→ **SOURCE INFORMATION**:
- Opening Delimiter -

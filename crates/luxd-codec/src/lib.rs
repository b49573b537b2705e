//! # luxd-codec
//!
//! Pure byte-level codecs shared by the luxd daemon and its clients:
//!
//! - [`rle`] — the DMX universe run-length codec, including the exact
//!   partial-write-on-overflow contract truncated-buffer callers rely on.
//! - [`header`] — the 4-byte streaming RPC frame header (4-bit version,
//!   28-bit payload length).
//!
//! No I/O and no external dependencies live here; the reactor and RPC
//! crates layer the transport on top.

pub mod header;
pub mod rle;

pub use header::{decode_header, encode_header, PROTOCOL_VERSION};
pub use rle::{decode, encode, DecodeError, DmxBuffer, EncodeOutcome, SlotSink};

/// Number of slots in one DMX512 universe.
pub const DMX_UNIVERSE_SIZE: usize = 512;
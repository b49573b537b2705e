//! # luxd-reactor
//!
//! The single-threaded event loop at the heart of the luxd daemon.
//!
//! A [`SelectServer`] multiplexes descriptor readiness, timers, and work
//! handed over from other threads, dispatching everything on the one
//! thread that calls [`SelectServer::run`]:
//!
//! ```text
//!            ┌───────────────────────────────┐
//!            │          SelectServer         │
//!            │                               │
//!   fds ───► │  Poller ──► ready callbacks   │
//!   timers ─►│  TimerManager ──► expired cbs │
//!   threads ►│  Remote (self-pipe + queue)   │
//!            └───────────────────────────────┘
//! ```
//!
//! Dispatch order within one iteration is fixed and is a contract callers
//! may rely on: ready read descriptors (in registration order), then ready
//! write descriptors, then expired timers. Closures submitted through
//! [`Remote::execute`] ride the loopback descriptor and therefore run
//! during the read pass.
//!
//! Callbacks must never block — a blocked callback stalls every
//! descriptor and timer in the process.

cfg_if::cfg_if! {
    if #[cfg(unix)] {
        pub mod descriptor;
        pub mod error;
        pub mod poller;
        pub mod remote;
        pub mod select_server;
        pub mod timer;
    } else {
        compile_error!("luxd-reactor requires a unix poll(2) platform");
    }
}

pub use descriptor::{HandleOutcome, ReadHandler, WriteHandler};
pub use error::{ReactorError, Result};
pub use remote::Remote;
pub use select_server::{ReactorOptions, SelectServer, Terminator};
pub use timer::{TimerId, TimerManager};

- Closing Delimiter -

→ **WHAT IS NEEDED**: What lines in the material above contain the word "length"? Copy them out.

→ **WRITTEN RESPONSE**:
//! - [`rle`] — the DMX universe run-length codec, including the exact
//!   28-bit payload length).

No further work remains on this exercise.